• **ASSIGNMENT**:
Each line with the word "KIND" must appear in the answer, copied from the records.

• **DATA PROVIDED**:
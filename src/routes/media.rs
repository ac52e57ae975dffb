use axum::{
    extract::{Path, State},
    http::header,
    response::{IntoResponse, Response},
};

use crate::error::AppError;
use crate::state::AppState;

#[utoipa::path(
    get,
    path = "/media/{path}",
    params(("path" = String, Path, description = "Storage path relative to the media root")),
    responses(
        (status = 200, description = "Stored file", content_type = "application/octet-stream"),
        (status = 400, description = "Invalid path"),
        (status = 404, description = "File not found")
    ),
    tag = "Media"
)]
pub async fn serve_media(
    State(state): State<AppState>,
    Path(path): Path<String>,
) -> Result<Response, AppError> {
    let data = state
        .storage
        .read(&path)
        .await?
        .ok_or_else(|| AppError::NotFound("File not found".into()))?;
    let content_type = mime_guess::from_path(&path)
        .first_or_octet_stream()
        .to_string();

    Ok((
        [
            (header::CONTENT_TYPE, content_type),
            (header::CACHE_CONTROL, "private, max-age=3600".to_string()),
        ],
        data,
    )
        .into_response())
}
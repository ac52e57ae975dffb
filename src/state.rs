use std::sync::Arc;

use sea_orm::DatabaseConnection;

use crate::config::Config;
use crate::services::export::ArchiveExporter;
use crate::services::records::RecordStore;
use crate::services::storage::FileStorage;

#[derive(Clone)]
pub struct AppState {
    pub db: DatabaseConnection,
    pub config: Arc<Config>,
    pub storage: Arc<dyn FileStorage>,
    pub records: RecordStore,
    pub exporter: ArchiveExporter,
}

impl AppState {
    pub fn new(db: DatabaseConnection, config: Config, storage: Arc<dyn FileStorage>) -> Self {
        let records = RecordStore::new(db.clone(), storage.clone());
        let exporter = ArchiveExporter::new(records.clone());
        Self {
            db,
            config: Arc::new(config),
            storage,
            records,
            exporter,
        }
    }
}
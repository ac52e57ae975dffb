mod common;
mod http;
mod reaper;
mod records;
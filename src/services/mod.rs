pub mod export;
pub mod file_records;
pub mod filter;
pub mod reaper;
pub mod records;
pub mod storage;
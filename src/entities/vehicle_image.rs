use sea_orm::entity::prelude::*;
use serde::{Deserialize, Serialize};

#[derive(Clone, Debug, PartialEq, DeriveEntityModel, Deserialize, Serialize)]
#[sea_orm(table_name = "vehicle_images")]
pub struct Model {
    #[sea_orm(primary_key)]
    pub id: i32,
    pub vehicle_id: i32,
    pub image: String,
    pub created_at: DateTime,
}

#[derive(Copy, Clone, Debug, EnumIter, DeriveRelation)]
pub enum Relation {
    #[sea_orm(
        belongs_to = "super::vehicle::Entity",
        from = "Column::VehicleId",
        to = "super::vehicle::Column::Id",
        on_delete = "Cascade"
    )]
    Vehicle,
}

impl Related<super::vehicle::Entity> for Entity {
    fn to() -> RelationDef {
        Relation::Vehicle.def()
    }
}

impl ActiveModelBehavior for ActiveModel {}
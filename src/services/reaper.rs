//! Orphan-file reaping.
//!
//! A backing file is deleted only when no row of the owning table still
//! stores its path. Callers invoke the reaper explicitly after a delete, or
//! before committing a replaced file value.

use std::sync::Arc;

use sea_orm::DatabaseConnection;

use crate::services::file_records::FileRecord;
use crate::services::storage::FileStorage;

#[derive(Clone)]
pub struct FileReaper {
    db: DatabaseConnection,
    storage: Arc<dyn FileStorage>,
}

impl FileReaper {
    pub fn new(db: DatabaseConnection, storage: Arc<dyn FileStorage>) -> Self {
        Self { db, storage }
    }

    /// Call after `record`'s row has been removed. Returns whether the
    /// backing file was deleted.
    pub async fn reap_deleted<R: FileRecord>(&self, record: &R) -> bool {
        self.delete_if_unused::<R>(record.stored_path(), record.record_id())
            .await
    }

    /// Call before committing `new_path` as the file value of row `id`.
    ///
    /// The persisted row is fetched by primary key; when it is gone there is
    /// nothing to compare against and nothing is deleted.
    pub async fn reap_replaced<R: FileRecord>(&self, id: i32, new_path: &str) -> bool {
        let previous = match R::find_persisted(&self.db, id).await {
            Ok(Some(previous)) => previous,
            Ok(None) => {
                tracing::debug!(kind = R::KIND, id, "Reaper | no persisted row, skipping");
                return false;
            }
            Err(e) => {
                tracing::warn!(kind = R::KIND, id, "Reaper | lookup failed: {}", e);
                return false;
            }
        };

        if previous.stored_path() == new_path {
            return false;
        }

        self.delete_if_unused::<R>(previous.stored_path(), id).await
    }

    async fn delete_if_unused<R: FileRecord>(&self, path: &str, exclude_id: i32) -> bool {
        if path.is_empty() {
            return false;
        }

        match R::path_referenced_elsewhere(&self.db, path, exclude_id).await {
            Ok(true) => {
                tracing::debug!(kind = R::KIND, path, "Reaper | still referenced, keeping file");
                false
            }
            Ok(false) => match self.storage.delete(path).await {
                Ok(true) => {
                    tracing::info!(kind = R::KIND, path, "Reaper | deleted orphan file");
                    true
                }
                Ok(false) => {
                    tracing::debug!(kind = R::KIND, path, "Reaper | file already absent");
                    false
                }
                Err(e) => {
                    tracing::warn!(kind = R::KIND, path, "Reaper | delete failed: {}", e);
                    false
                }
            },
            Err(e) => {
                tracing::warn!(kind = R::KIND, path, "Reaper | reference check failed: {}", e);
                false
            }
        }
    }
}
use sea_orm_migration::prelude::*;

#[async_std::main]
async fn main() {
    cli::run_cli(migration::Migrator).await;
}
// routes.rs
use std::sync::Arc;

use axum::{routing::get, Extension, Json, Router};
use serde_json::json;
use tower_http::trace::TraceLayer;

use crate::{
    handler::{bookings::booking_handler, disputes::dispute_handler, payments::payment_handler},
    AppState,
};

async fn health_check() -> Json<serde_json::Value> {
    Json(json!({
        "status": "ok",
        "message": "Server is running"
    }))
}

pub fn create_router(app_state: Arc<AppState>) -> Router {
    let api_route = Router::new()
        .nest("/bookings", booking_handler())
        .nest("/payments", payment_handler())
        .nest("/disputes", dispute_handler())
        .layer(TraceLayer::new_for_http())
        .layer(Extension(app_state));

    Router::new()
        .route("/health", get(health_check))
        .nest("/api", api_route)
}
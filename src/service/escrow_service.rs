// service/escrow_service.rs
use std::sync::Arc;

use bigdecimal::{BigDecimal, RoundingMode};
use serde::Serialize;
use uuid::Uuid;

use crate::{
    config::Config,
    db::{bookingdb::BookingExt, db::DBClient, disputedb::DisputeExt, paymentdb::PaymentExt},
    models::{
        bookingmodel::BookingStatus,
        paymentmodel::{Payment, PaymentStatus},
    },
    service::{
        error::{ensure_payment_edge, ServiceError},
        notification_service::NotificationService,
        payment_provider::PaymentProviderService,
        payout_service::PayoutService,
    },
    utils::{
        fees::{split_platform_fee, to_minor_units},
        references::charge_reference,
    },
};

#[derive(Debug, Serialize)]
pub struct CheckoutSession {
    pub payment: Payment,
    pub authorization_url: String,
    pub access_code: String,
}

/// What a gateway success report means for a payment in a given state.
#[derive(Debug, PartialEq, Eq)]
enum SettlementAction {
    /// At or past escrow: the redelivered event changes nothing.
    AlreadySettled,
    /// Awaiting capture: verify and move into escrow.
    Settle,
    /// Refunded or failed locally: a capture at the gateway is a late one
    /// and must be reversed there.
    Compensate,
}

fn settlement_action(status: PaymentStatus) -> SettlementAction {
    match status {
        PaymentStatus::Escrow | PaymentStatus::ProcessingRelease | PaymentStatus::Released => {
            SettlementAction::AlreadySettled
        }
        PaymentStatus::Pending => SettlementAction::Settle,
        PaymentStatus::Refunded | PaymentStatus::Failed => SettlementAction::Compensate,
    }
}

/// Holds client funds between capture and release. One payment per booking;
/// the gateway reference is the idempotency key for charge confirmation and
/// the `Escrow -> ProcessingRelease` conditional update is the single
/// at-most-once gate in front of the payout dispatcher.
pub struct EscrowService {
    db_client: Arc<DBClient>,
    provider: Arc<PaymentProviderService>,
    payout_service: Arc<PayoutService>,
    notification_service: Arc<NotificationService>,
    fee_percent: BigDecimal,
    currency: String,
}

• **SOLUTION FOR THIS PROBLEM**:
                tracing::debug!(kind = R::KIND, id, "Reaper | no persisted row, skipping");
                tracing::warn!(kind = R::KIND, id, "Reaper | lookup failed: {}", e);
                tracing::debug!(kind = R::KIND, path, "Reaper | still referenced, keeping file");
                    tracing::info!(kind = R::KIND, path, "Reaper | deleted orphan file");
                    tracing::debug!(kind = R::KIND, path, "Reaper | file already absent");
                    tracing::warn!(kind = R::KIND, path, "Reaper | delete failed: {}", e);
                tracing::warn!(kind = R::KIND, path, "Reaper | reference check failed: {}", e);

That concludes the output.